What to work on » The records below are to be retyped in full. Keep every word.

Data for review »
-------

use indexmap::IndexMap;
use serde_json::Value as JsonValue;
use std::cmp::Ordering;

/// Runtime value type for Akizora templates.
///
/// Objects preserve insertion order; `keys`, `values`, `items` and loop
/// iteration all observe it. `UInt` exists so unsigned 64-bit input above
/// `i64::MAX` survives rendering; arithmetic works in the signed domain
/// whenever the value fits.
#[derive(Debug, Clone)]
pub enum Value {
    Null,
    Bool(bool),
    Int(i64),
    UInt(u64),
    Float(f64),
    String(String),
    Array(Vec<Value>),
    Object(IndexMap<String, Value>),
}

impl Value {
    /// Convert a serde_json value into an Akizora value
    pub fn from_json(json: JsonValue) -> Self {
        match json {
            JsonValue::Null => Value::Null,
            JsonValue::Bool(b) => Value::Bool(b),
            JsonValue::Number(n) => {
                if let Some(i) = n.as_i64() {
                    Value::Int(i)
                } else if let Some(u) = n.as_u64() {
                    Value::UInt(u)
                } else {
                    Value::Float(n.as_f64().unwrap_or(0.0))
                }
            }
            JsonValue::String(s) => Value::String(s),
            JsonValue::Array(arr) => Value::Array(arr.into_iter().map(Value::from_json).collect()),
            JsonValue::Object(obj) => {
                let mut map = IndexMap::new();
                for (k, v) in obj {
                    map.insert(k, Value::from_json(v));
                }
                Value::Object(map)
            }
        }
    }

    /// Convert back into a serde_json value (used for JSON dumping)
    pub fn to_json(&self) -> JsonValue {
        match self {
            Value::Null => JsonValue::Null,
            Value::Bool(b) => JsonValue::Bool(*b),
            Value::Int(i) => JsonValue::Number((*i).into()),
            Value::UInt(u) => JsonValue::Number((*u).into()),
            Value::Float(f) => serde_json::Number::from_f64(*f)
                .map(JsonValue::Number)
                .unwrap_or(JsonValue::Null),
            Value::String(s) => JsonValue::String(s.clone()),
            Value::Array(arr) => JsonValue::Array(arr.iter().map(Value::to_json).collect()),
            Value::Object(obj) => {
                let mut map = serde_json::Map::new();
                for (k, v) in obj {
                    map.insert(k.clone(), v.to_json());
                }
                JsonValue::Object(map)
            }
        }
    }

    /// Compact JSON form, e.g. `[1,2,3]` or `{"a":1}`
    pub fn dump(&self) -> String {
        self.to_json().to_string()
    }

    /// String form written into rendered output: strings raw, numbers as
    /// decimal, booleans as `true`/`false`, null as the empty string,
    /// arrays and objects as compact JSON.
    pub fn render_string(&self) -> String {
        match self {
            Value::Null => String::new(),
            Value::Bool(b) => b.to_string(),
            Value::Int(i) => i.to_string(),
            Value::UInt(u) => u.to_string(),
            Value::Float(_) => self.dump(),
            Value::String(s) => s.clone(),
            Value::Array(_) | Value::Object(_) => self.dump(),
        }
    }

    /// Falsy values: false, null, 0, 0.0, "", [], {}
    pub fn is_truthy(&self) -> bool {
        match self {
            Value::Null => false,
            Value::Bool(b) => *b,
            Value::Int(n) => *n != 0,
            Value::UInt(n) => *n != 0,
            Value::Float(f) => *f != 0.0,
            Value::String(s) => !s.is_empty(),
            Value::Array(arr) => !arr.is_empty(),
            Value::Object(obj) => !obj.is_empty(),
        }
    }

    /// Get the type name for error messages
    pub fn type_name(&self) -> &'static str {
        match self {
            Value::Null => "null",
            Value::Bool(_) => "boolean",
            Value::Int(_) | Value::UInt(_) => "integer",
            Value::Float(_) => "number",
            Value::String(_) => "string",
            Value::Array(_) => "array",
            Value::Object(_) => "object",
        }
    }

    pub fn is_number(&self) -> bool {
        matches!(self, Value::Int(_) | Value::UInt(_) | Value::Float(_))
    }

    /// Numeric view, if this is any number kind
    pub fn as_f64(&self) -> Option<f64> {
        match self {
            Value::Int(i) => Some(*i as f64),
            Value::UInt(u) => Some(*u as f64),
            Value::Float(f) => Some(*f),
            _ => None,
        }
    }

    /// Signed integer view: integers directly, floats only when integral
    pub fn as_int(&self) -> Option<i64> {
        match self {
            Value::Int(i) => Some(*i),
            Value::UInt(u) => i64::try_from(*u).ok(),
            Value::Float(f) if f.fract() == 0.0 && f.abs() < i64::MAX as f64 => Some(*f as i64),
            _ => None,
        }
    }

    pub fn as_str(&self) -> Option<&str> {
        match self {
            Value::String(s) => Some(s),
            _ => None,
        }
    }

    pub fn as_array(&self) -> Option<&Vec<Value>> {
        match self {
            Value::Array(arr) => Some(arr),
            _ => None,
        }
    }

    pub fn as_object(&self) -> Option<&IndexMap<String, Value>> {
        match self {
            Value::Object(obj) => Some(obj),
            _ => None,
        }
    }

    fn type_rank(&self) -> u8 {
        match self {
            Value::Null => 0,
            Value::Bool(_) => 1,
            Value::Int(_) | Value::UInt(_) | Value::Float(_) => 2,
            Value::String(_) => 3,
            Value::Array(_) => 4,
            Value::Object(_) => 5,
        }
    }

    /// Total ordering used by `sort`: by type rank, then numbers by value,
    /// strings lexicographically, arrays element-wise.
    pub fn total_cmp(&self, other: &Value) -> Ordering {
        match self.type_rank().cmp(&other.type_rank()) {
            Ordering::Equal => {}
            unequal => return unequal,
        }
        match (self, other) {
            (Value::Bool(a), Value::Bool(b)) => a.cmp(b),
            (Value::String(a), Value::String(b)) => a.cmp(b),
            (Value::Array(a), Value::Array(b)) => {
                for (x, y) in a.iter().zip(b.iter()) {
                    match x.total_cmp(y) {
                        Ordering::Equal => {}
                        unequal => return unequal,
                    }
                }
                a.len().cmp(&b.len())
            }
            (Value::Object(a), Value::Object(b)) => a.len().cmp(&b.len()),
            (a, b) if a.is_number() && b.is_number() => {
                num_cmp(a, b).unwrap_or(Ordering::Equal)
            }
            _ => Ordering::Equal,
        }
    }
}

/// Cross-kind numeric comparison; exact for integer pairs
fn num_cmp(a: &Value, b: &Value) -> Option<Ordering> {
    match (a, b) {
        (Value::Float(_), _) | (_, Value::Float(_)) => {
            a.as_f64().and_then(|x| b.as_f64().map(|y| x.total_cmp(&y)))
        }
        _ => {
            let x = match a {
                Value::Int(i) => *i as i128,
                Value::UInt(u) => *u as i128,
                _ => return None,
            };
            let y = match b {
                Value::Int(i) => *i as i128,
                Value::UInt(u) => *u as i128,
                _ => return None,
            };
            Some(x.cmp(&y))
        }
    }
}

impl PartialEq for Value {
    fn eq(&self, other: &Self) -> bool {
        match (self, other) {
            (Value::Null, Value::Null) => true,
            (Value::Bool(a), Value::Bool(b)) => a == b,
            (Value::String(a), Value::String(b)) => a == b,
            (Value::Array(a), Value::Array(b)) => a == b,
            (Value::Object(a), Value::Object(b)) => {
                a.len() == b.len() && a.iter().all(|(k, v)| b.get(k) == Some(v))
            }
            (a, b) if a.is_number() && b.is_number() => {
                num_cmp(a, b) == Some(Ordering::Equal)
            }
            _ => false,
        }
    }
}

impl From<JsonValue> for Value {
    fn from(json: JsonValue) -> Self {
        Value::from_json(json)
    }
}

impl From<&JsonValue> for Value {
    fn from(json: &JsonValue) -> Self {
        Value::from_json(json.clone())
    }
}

-------

Answer »
use indexmap::IndexMap;
use serde_json::Value as JsonValue;
use std::cmp::Ordering;

/// Runtime value type for Akizora templates.
///
/// Objects preserve insertion order; `keys`, `values`, `items` and loop
/// iteration all observe it. `UInt` exists so unsigned 64-bit input above
/// `i64::MAX` survives rendering; arithmetic works in the signed domain
/// whenever the value fits.
#[derive(Debug, Clone)]
pub enum Value {
    Null,
    Bool(bool),
    Int(i64),
    UInt(u64),
    Float(f64),
    String(String),
    Array(Vec<Value>),
    Object(IndexMap<String, Value>),
}

impl Value {
    /// Convert a serde_json value into an Akizora value
    pub fn from_json(json: JsonValue) -> Self {
        match json {
            JsonValue::Null => Value::Null,
            JsonValue::Bool(b) => Value::Bool(b),
            JsonValue::Number(n) => {
                if let Some(i) = n.as_i64() {
                    Value::Int(i)
                } else if let Some(u) = n.as_u64() {
                    Value::UInt(u)
                } else {
                    Value::Float(n.as_f64().unwrap_or(0.0))
                }
            }
            JsonValue::String(s) => Value::String(s),
            JsonValue::Array(arr) => Value::Array(arr.into_iter().map(Value::from_json).collect()),
            JsonValue::Object(obj) => {
                let mut map = IndexMap::new();
                for (k, v) in obj {
                    map.insert(k, Value::from_json(v));
                }
                Value::Object(map)
            }
        }
    }

    /// Convert back into a serde_json value (used for JSON dumping)
    pub fn to_json(&self) -> JsonValue {
        match self {
            Value::Null => JsonValue::Null,
            Value::Bool(b) => JsonValue::Bool(*b),
            Value::Int(i) => JsonValue::Number((*i).into()),
            Value::UInt(u) => JsonValue::Number((*u).into()),
            Value::Float(f) => serde_json::Number::from_f64(*f)
                .map(JsonValue::Number)
                .unwrap_or(JsonValue::Null),
            Value::String(s) => JsonValue::String(s.clone()),
            Value::Array(arr) => JsonValue::Array(arr.iter().map(Value::to_json).collect()),
            Value::Object(obj) => {
                let mut map = serde_json::Map::new();
                for (k, v) in obj {
                    map.insert(k.clone(), v.to_json());
                }
                JsonValue::Object(map)
            }
        }
    }

    /// Compact JSON form, e.g. `[1,2,3]` or `{"a":1}`
    pub fn dump(&self) -> String {
        self.to_json().to_string()
    }

    /// String form written into rendered output: strings raw, numbers as
    /// decimal, booleans as `true`/`false`, null as the empty string,
    /// arrays and objects as compact JSON.
    pub fn render_string(&self) -> String {
        match self {
            Value::Null => String::new(),
            Value::Bool(b) => b.to_string(),
            Value::Int(i) => i.to_string(),
            Value::UInt(u) => u.to_string(),
            Value::Float(_) => self.dump(),
            Value::String(s) => s.clone(),
            Value::Array(_) | Value::Object(_) => self.dump(),
        }
    }

    /// Falsy values: false, null, 0, 0.0, "", [], {}
    pub fn is_truthy(&self) -> bool {
        match self {
            Value::Null => false,
            Value::Bool(b) => *b,
            Value::Int(n) => *n != 0,
            Value::UInt(n) => *n != 0,
            Value::Float(f) => *f != 0.0,
            Value::String(s) => !s.is_empty(),
            Value::Array(arr) => !arr.is_empty(),
            Value::Object(obj) => !obj.is_empty(),
        }
    }

    /// Get the type name for error messages
    pub fn type_name(&self) -> &'static str {
        match self {
            Value::Null => "null",
            Value::Bool(_) => "boolean",
            Value::Int(_) | Value::UInt(_) => "integer",
            Value::Float(_) => "number",
            Value::String(_) => "string",
            Value::Array(_) => "array",
            Value::Object(_) => "object",
        }
    }

    pub fn is_number(&self) -> bool {
        matches!(self, Value::Int(_) | Value::UInt(_) | Value::Float(_))
    }

    /// Numeric view, if this is any number kind
    pub fn as_f64(&self) -> Option<f64> {
        match self {
            Value::Int(i) => Some(*i as f64),
            Value::UInt(u) => Some(*u as f64),
            Value::Float(f) => Some(*f),
            _ => None,
        }
    }

    /// Signed integer view: integers directly, floats only when integral
    pub fn as_int(&self) -> Option<i64> {
        match self {
            Value::Int(i) => Some(*i),
            Value::UInt(u) => i64::try_from(*u).ok(),
            Value::Float(f) if f.fract() == 0.0 && f.abs() < i64::MAX as f64 => Some(*f as i64),
            _ => None,
        }
    }

    pub fn as_str(&self) -> Option<&str> {
        match self {
            Value::String(s) => Some(s),
            _ => None,
        }
    }

    pub fn as_array(&self) -> Option<&Vec<Value>> {
        match self {
            Value::Array(arr) => Some(arr),
            _ => None,
        }
    }

    pub fn as_object(&self) -> Option<&IndexMap<String, Value>> {
        match self {
            Value::Object(obj) => Some(obj),
            _ => None,
        }
    }

    fn type_rank(&self) -> u8 {
        match self {
            Value::Null => 0,
            Value::Bool(_) => 1,
            Value::Int(_) | Value::UInt(_) | Value::Float(_) => 2,
            Value::String(_) => 3,
            Value::Array(_) => 4,
            Value::Object(_) => 5,
        }
    }

    /// Total ordering used by `sort`: by type rank, then numbers by value,
    /// strings lexicographically, arrays element-wise.
    pub fn total_cmp(&self, other: &Value) -> Ordering {
        match self.type_rank().cmp(&other.type_rank()) {
            Ordering::Equal => {}
            unequal => return unequal,
        }
        match (self, other) {
            (Value::Bool(a), Value::Bool(b)) => a.cmp(b),
            (Value::String(a), Value::String(b)) => a.cmp(b),
            (Value::Array(a), Value::Array(b)) => {
                for (x, y) in a.iter().zip(b.iter()) {
                    match x.total_cmp(y) {
                        Ordering::Equal => {}
                        unequal => return unequal,
                    }
                }
                a.len().cmp(&b.len())
            }
            (Value::Object(a), Value::Object(b)) => a.len().cmp(&b.len()),
            (a, b) if a.is_number() && b.is_number() => {
                num_cmp(a, b).unwrap_or(Ordering::Equal)
            }
            _ => Ordering::Equal,
        }
    }
}

/// Cross-kind numeric comparison; exact for integer pairs
fn num_cmp(a: &Value, b: &Value) -> Option<Ordering> {
    match (a, b) {
        (Value::Float(_), _) | (_, Value::Float(_)) => {
            a.as_f64().and_then(|x| b.as_f64().map(|y| x.total_cmp(&y)))
        }
        _ => {
            let x = match a {
                Value::Int(i) => *i as i128,
                Value::UInt(u) => *u as i128,
                _ => return None,
            };
            let y = match b {
                Value::Int(i) => *i as i128,
                Value::UInt(u) => *u as i128,
                _ => return None,
            };
            Some(x.cmp(&y))
        }
    }
}

impl PartialEq for Value {
    fn eq(&self, other: &Self) -> bool {
        match (self, other) {
            (Value::Null, Value::Null) => true,
            (Value::Bool(a), Value::Bool(b)) => a == b,
            (Value::String(a), Value::String(b)) => a == b,
            (Value::Array(a), Value::Array(b)) => a == b,
            (Value::Object(a), Value::Object(b)) => {
                a.len() == b.len() && a.iter().all(|(k, v)| b.get(k) == Some(v))
            }
            (a, b) if a.is_number() && b.is_number() => {
                num_cmp(a, b) == Some(Ordering::Equal)
            }
            _ => false,
        }
    }
}

impl From<JsonValue> for Value {
    fn from(json: JsonValue) -> Self {
        Value::from_json(json)
    }
}

impl From<&JsonValue> for Value {
    fn from(json: &JsonValue) -> Self {
        Value::from_json(json.clone())
    }
}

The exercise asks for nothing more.